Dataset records
# # # # #

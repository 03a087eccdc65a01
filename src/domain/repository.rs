//! Persistence seams. One method per operation, object-safe so services hold
//! `Arc<dyn ...>` and tests swap in the in-memory store.

use {
    super::audit::{AuditLogArchive, AuditLogEntry, AuditLogFilters, NewArchive, NewAuditEntry, Page},
    super::entity::Junction,
    super::error::AuditError,
    super::event::{HandlerType, Operation, QueueMessage},
    super::id::TenantId,
    super::subscription::{NewSubscription, Subscription},
    chrono::{DateTime, Utc},
    std::{future::Future, pin::Pin, time::Duration},
    uuid::Uuid,
};

pub type RepoFuture<'a, T> = Pin<Box<dyn Future<Output = Result<T, AuditError>> + Send + 'a>>;

pub trait SubscriptionRepository: Send + Sync {
    /// Insert or update keyed on `(tenant_id, name)`; returns the stored row.
    fn upsert(&self, subscription: &NewSubscription) -> RepoFuture<'_, Subscription>;

    /// Upsert every subscription or none of them.
    fn upsert_all(&self, subscriptions: &[NewSubscription]) -> RepoFuture<'_, u64>;

    /// Returns `true` if a row was removed.
    fn delete(&self, id: Uuid) -> RepoFuture<'_, bool>;

    fn delete_by_name(&self, tenant_id: &TenantId, name: &str) -> RepoFuture<'_, bool>;

    fn delete_by_handler(
        &self,
        tenant_id: &TenantId,
        handler_type: HandlerType,
    ) -> RepoFuture<'_, u64>;

    /// Names of the tenant's AUDIT subscriptions.
    /// Fails with `AuditError::NotProvisioned` before the tenant is provisioned.
    fn audit_subscription_names(&self, tenant_id: &TenantId) -> RepoFuture<'_, Vec<String>>;

    /// Active subscriptions on `table` whose operations include `operation`.
    fn active_for(
        &self,
        tenant_id: &TenantId,
        table: &str,
        operation: Operation,
    ) -> RepoFuture<'_, Vec<Subscription>>;

    fn list(&self, tenant_id: &TenantId) -> RepoFuture<'_, Vec<Subscription>>;
}

pub trait AuditRepository: Send + Sync {
    /// Bulk insert in one round trip; returns the number of rows written.
    /// Entries whose `(tenant_id, id)` already exists are skipped.
    fn insert_entries(&self, entries: &[NewAuditEntry]) -> RepoFuture<'_, u64>;

    /// Newest first.
    fn entity_log(
        &self,
        tenant_id: &TenantId,
        entity_type: &str,
        entity_id: &str,
        page: Page,
    ) -> RepoFuture<'_, Vec<AuditLogEntry>>;

    /// Newest first.
    fn global_log(
        &self,
        tenant_id: &TenantId,
        filters: &AuditLogFilters,
        page: Page,
    ) -> RepoFuture<'_, Vec<AuditLogEntry>>;

    fn count_global_log(
        &self,
        tenant_id: &TenantId,
        filters: &AuditLogFilters,
    ) -> RepoFuture<'_, i64>;

    /// Oldest first.
    fn entries_before(
        &self,
        tenant_id: &TenantId,
        cutoff: DateTime<Utc>,
    ) -> RepoFuture<'_, Vec<AuditLogEntry>>;

    fn delete_before(&self, tenant_id: &TenantId, cutoff: DateTime<Utc>) -> RepoFuture<'_, u64>;

    /// Re-inserting a known id refreshes its size and returns the stored row.
    fn insert_archive(&self, archive: &NewArchive) -> RepoFuture<'_, AuditLogArchive>;

    /// Newest first.
    fn list_archives(&self, tenant_id: &TenantId) -> RepoFuture<'_, Vec<AuditLogArchive>>;

    fn find_archive(&self, id: Uuid) -> RepoFuture<'_, Option<AuditLogArchive>>;
}

pub trait TenantRepository: Send + Sync {
    /// Idempotently create the tenant's audit storage.
    fn provision_audit_storage(&self, tenant_id: &TenantId) -> RepoFuture<'_, ()>;

    fn set_audit_enabled(&self, tenant_id: &TenantId, enabled: bool) -> RepoFuture<'_, ()>;

    /// `false` for unknown tenants.
    fn audit_enabled(&self, tenant_id: &TenantId) -> RepoFuture<'_, bool>;

    fn audit_enabled_tenants(&self) -> RepoFuture<'_, Vec<TenantId>>;
}

/// Looks up the owner of an indirect row through its junction table.
pub trait JunctionLookup: Send + Sync {
    /// `Ok(None)` when no junction row references `record_id`.
    fn find_owner(
        &self,
        tenant_id: &TenantId,
        junction: &Junction,
        record_id: &str,
    ) -> RepoFuture<'_, Option<String>>;
}

#[derive(Debug, Clone)]
pub struct QueuedJob {
    pub id: Uuid,
    pub message: QueueMessage,
    pub attempts: i32,
}

/// At-least-once queue transport for `QueueMessage`s.
pub trait JobQueue: Send + Sync {
    fn enqueue(&self, messages: &[QueueMessage]) -> RepoFuture<'_, u64>;

    /// Claim up to `limit` pending jobs, marking them as processing.
    fn claim(&self, limit: i64) -> RepoFuture<'_, Vec<QueuedJob>>;

    fn complete(&self, id: Uuid) -> RepoFuture<'_, ()>;

    /// Record a failure and reschedule with backoff, or give up permanently.
    fn fail(&self, id: Uuid, error: &str) -> RepoFuture<'_, ()>;

    /// Reset jobs stuck in processing back to pending; returns how many.
    fn reap_stale(&self) -> RepoFuture<'_, u64>;
}

/// Blob store backing audit archives.
pub trait ArchiveStore: Send + Sync {
    /// Write (or overwrite) the object at `path`; returns bytes written.
    fn put(&self, path: &str, bytes: Vec<u8>) -> RepoFuture<'_, u64>;

    fn get(&self, path: &str) -> RepoFuture<'_, Option<Vec<u8>>>;

    fn signed_url(&self, path: &str, ttl: Duration) -> RepoFuture<'_, String>;
}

# # # # #

### Your objective
The lines above that hold the string "DateTime" are to be located and copied.

### Task answer
    chrono::{DateTime, Utc},
        cutoff: DateTime<Utc>,
    fn delete_before(&self, tenant_id: &TenantId, cutoff: DateTime<Utc>) -> RepoFuture<'_, u64>;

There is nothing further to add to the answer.